DavidWarrenOnline
NEWSPAPER COLUMNS

COMMENTARY
June 2, 2012
Her Canadian Majesty
This being the weekend reserved for the full celebration of the Diamond Jubilee - 60 remarkable years and counting - we should celebrate. It's a party, and anyone who does not wish to attend is welcome to stay home, lock his doors, and close his ears on the firecrackers.

Our media being what we have become, I am already flinching for the republican features that are commissioned for any royal anniversary; having recently endured the atheist features, that appear every Easter. The Ottawa Citizen is an exception, of course. Here, I'm sure a loyal toast will sweep through our offices, with "Honi soit qui mal y pense" on every lip.

As a lifetime reader of old newspapers, including Canadian ones; and as a man now suddenly himself embarked upon his 60th year, I see the tide receding.

One thinks of the old "Coronation Numbers" in our mainstream press, of the portraits of our Queen and her father before her, emblazoned on front pages whenever they came in sight. Of Royal Tours quite different in spirit from the one last year, in which the focus was entirely upon "Will and Kate" as celebrities of fashion.

The visit of Prince Charles, the immediate heir, went to the inside pages; for as a journalist friend assigned to that tour grumbled to me the other day, "He is a B-list personality."

Her Majesty remains an "A" however, and Long May She Reign. As the dead I left behind me - the old hacks, my elders in the old newsrooms, smoking like chimneys around editorial "horseshoes" long since gone to their own scrapyard graves - would have been pleased to explain, "We put the Queen on the front because she sells papers."

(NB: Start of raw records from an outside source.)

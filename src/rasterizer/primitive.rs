//! Planar polygons and meshes
//!
//! A `Primitive` owns its vertices plus two per-frame scratch buffers
//! (clip space and screen space) that are sized once at construction and
//! overwritten by every projection pass.

use super::math::{Mat4, Vec2, Vec3, Vec4};
use super::types::Color;

/// Reasons a primitive cannot be built
#[derive(Debug, Clone, PartialEq)]
pub enum GeometryError {
    TooFewVertices(usize),
    NormalCountMismatch { vertices: usize, normals: usize },
    /// The first three vertices don't span a plane, so no face normal exists
    DegenerateFace,
}

impl std::fmt::Display for GeometryError {
    fn fmt(&self, f: &mut std::fmt::Formatter<'_>) -> std::fmt::Result {
        match self {
            GeometryError::TooFewVertices(n) => {
                write!(f, "primitive needs at least 3 vertices, got {}", n)
            }
            GeometryError::NormalCountMismatch { vertices, normals } => {
                write!(f, "{} normals supplied for {} vertices", normals, vertices)
            }
            GeometryError::DegenerateFace => {
                write!(f, "first three vertices are coincident or collinear")
            }
        }
    }
}

impl std::error::Error for GeometryError {}

const DEGENERATE_EPSILON: f32 = 1e-6;

/// One planar polygon
#[derive(Debug, Clone)]
pub struct Primitive {
    local_vertices: Vec<Vec4>,
    vertices: Vec<Vec4>,
    normals: Vec<Vec3>,
    average_normal: Vec3,
    center: Vec3,
    clip_buffer: Vec<Vec4>,
    screen_buffer: Vec<Vec2>,
    projected: bool,
}

impl Primitive {
    /// Build a polygon from its corners. With `normals == None` every vertex
    /// gets the face normal of the first three corners.
    pub fn new(vertices: &[Vec3], normals: Option<&[Vec3]>) -> Result<Self, GeometryError> {
        let count = vertices.len();
        if count < 3 {
            return Err(GeometryError::TooFewVertices(count));
        }

        let normals = match normals {
            Some(n) if n.len() != count => {
                return Err(GeometryError::NormalCountMismatch { vertices: count, normals: n.len() });
            }
            Some(n) => n.to_vec(),
            None => vec![face_normal(vertices[0], vertices[1], vertices[2])?; count],
        };

        let local_vertices: Vec<Vec4> = vertices.iter().map(|&v| Vec4::point(v)).collect();
        let inv = 1.0 / count as f32;
        let center = vertices.iter().fold(Vec3::ZERO, |acc, &v| acc + v) * inv;
        let average_normal = normals.iter().fold(Vec3::ZERO, |acc, &n| acc + n) * inv;

        Ok(Self {
            vertices: local_vertices.clone(),
            local_vertices,
            normals,
            average_normal,
            center,
            clip_buffer: vec![Vec4::default(); count],
            screen_buffer: vec![Vec2::default(); count],
            projected: false,
        })
    }

    pub fn vertex_count(&self) -> usize {
        self.local_vertices.len()
    }

    /// Vertices as first constructed
    pub fn local_vertices(&self) -> &[Vec4] {
        &self.local_vertices
    }

    /// Current vertices after translate/rotate
    pub fn vertices(&self) -> &[Vec4] {
        &self.vertices
    }

    pub fn normals(&self) -> &[Vec3] {
        &self.normals
    }

    /// Mean of the construction-time normals. Not rotated by `rotate`.
    pub fn average_normal(&self) -> Vec3 {
        self.average_normal
    }

    pub fn center(&self) -> Vec3 {
        self.center
    }

    /// Moving a primitive invalidates its last projection
    pub fn translate(&mut self, t: Vec3) {
        for v in &mut self.vertices {
            v.x += t.x;
            v.y += t.y;
            v.z += t.z;
        }
        self.center = self.center + t;
        self.projected = false;
    }

    /// Rotate about `pivot`. `average_normal` keeps its construction value,
    /// so flat shading of a rotated primitive uses the original orientation.
    pub fn rotate(&mut self, rotation: &Mat4, pivot: Vec3) {
        let m = Mat4::translation(pivot) * *rotation * Mat4::translation(-pivot);
        for v in &mut self.vertices {
            *v = m.transform(*v);
        }
        self.center = m.transform(Vec4::point(self.center)).xyz();
        self.projected = false;
    }

    /// Clip-space coordinates from the last projection pass
    pub fn clip_buffer(&self) -> &[Vec4] {
        &self.clip_buffer
    }

    /// Pixel coordinates from the last projection pass
    pub fn screen_buffer(&self) -> &[Vec2] {
        &self.screen_buffer
    }

    /// True when the buffers hold a complete projection for this frame
    pub fn is_projected(&self) -> bool {
        self.projected
    }

    /// Split borrow used by the projection pass: (world vertices, clip, screen)
    pub(crate) fn frame_buffers_mut(&mut self) -> (&[Vec4], &mut [Vec4], &mut [Vec2]) {
        (&self.vertices, &mut self.clip_buffer, &mut self.screen_buffer)
    }

    pub(crate) fn set_projected(&mut self, projected: bool) {
        self.projected = projected;
    }

    pub fn average_w(&self) -> f32 {
        self.clip_average(|v| v.w)
    }

    pub fn average_clip_x(&self) -> f32 {
        self.clip_average(|v| v.x)
    }

    pub fn average_clip_y(&self) -> f32 {
        self.clip_average(|v| v.y)
    }

    pub fn average_clip_z(&self) -> f32 {
        self.clip_average(|v| v.z)
    }

    fn clip_average(&self, component: impl Fn(&Vec4) -> f32) -> f32 {
        self.clip_buffer.iter().map(component).sum::<f32>() / self.clip_buffer.len() as f32
    }
}

/// Normal from the winding of three corners: (p2 - p1) x (p3 - p2), unit length
fn face_normal(p1: Vec3, p2: Vec3, p3: Vec3) -> Result<Vec3, GeometryError> {
    let e1 = p2 - p1;
    let e2 = p3 - p2;
    if e1.len() < DEGENERATE_EPSILON || e2.len() < DEGENERATE_EPSILON {
        return Err(GeometryError::DegenerateFace);
    }
    let n = e1.normalize().cross(e2.normalize());
    if n.len() < DEGENERATE_EPSILON {
        return Err(GeometryError::DegenerateFace);
    }
    Ok(n.normalize())
}

/// Fixed collection of primitives drawn with one base color
#[derive(Debug, Clone)]
pub struct Mesh {
    primitives: Vec<Primitive>,
    pub color: Color,
    /// Carried for instancing; the pipeline doesn't apply it
    pub model: Option<Mat4>,
}

impl Mesh {
    pub fn new(primitives: Vec<Primitive>, color: Color) -> Self {
        Self { primitives, color, model: None }
    }

    pub fn primitives(&self) -> &[Primitive] {
        &self.primitives
    }

    pub fn primitives_mut(&mut self) -> &mut [Primitive] {
        &mut self.primitives
    }

    pub fn translate(&mut self, t: Vec3) {
        for p in &mut self.primitives {
            p.translate(t);
        }
    }

    pub fn rotate(&mut self, rotation: &Mat4, pivot: Vec3) {
        for p in &mut self.primitives {
            p.rotate(rotation, pivot);
        }
    }
}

They were masters of cynicism, but often just beneath, bleeding loyal hearts. For they would also tell gentle reader that the Queen, beyond her personal merits, is the primary symbol of Canada: the linchpin of a constitutional monarchy that had proved then, still proves today, among the world's happiest and freest countries.

She is the rule of law, the continuity of institutions, the embodiment of "family," and true patriot love - a mysterious force binding one to another, through generations. Not "family" in the limited sense of "family values," which pertain to one nuclear family at one moment in time. Rather, that extended family, through which I am connected with grandfather, and great aunt; with refugees and pioneers, farmers and fishermen; with my children and their children to come. And through the British Empire and Commonwealth, with more obscure people.

She is a hereditary monarch - born into the succession, and thereby aloof from politics, and the grubby business of grabbing onto power. Her cameo, on stamps and coins, her portrait above the chalkboard in yesterday's classrooms - was our guarantee that we would never have to look at some ratty demagogue, or party commissar.

And she's the proof that "we aren't bloody Americans," as the same old hack might have added at the end. For in that great civil war of 1775-'83, when Loyalists and Patriots divided, and families were rent apart by politics, our Canada was also forged. Loyal we remained, not only to a King, but to certain principles our brothers had rejected.

It is interesting to read the shock with which many of our ancestors greeted the vanguard of the new republic. They were not merely opposed to it; they were puzzled by it. In a sentence: "How can you deny everything you are?"

For to the mind of the Loyalist, beyond material considerations, if you were British born, then British you will die. It was that simple. It was, at some profound metaphysical level, not in your power to choose a new identity. To struggle for various reasonable reforms was perfectly legitimate. But to turn against the Crown is an act of treason: not only against the State, but against your own people.

Consider that. One might, arguably, acquire another loyalty by emigration. But to stand in one's place and declare a new allegiance, was unthinkable.

This is, needless to say, a view that is almost entirely lost on postmodern generations. We take it for granted that we may choose what to be. But is that true? Or might it be so false, that in the end we must deny being human.

At the nursing home, where my mother now resides, the staff - mostly Filipinos and Tibetans, who themselves "chose Canada" - put up a Jubilee display. They found photographs of Queen Elizabeth, with every president, from Harry Truman to Barack Obama. And over that they wrote, in finest bold calligraphy, "Sixty Years - Twelve Presidents - One Queen!"

Naive this may be on the surface, even funny. Yet it shows a rekindling of what we, as a nation, once understood A Mari, Usque Ad Mare: that implicit in "God save the Queen" is, "God save us."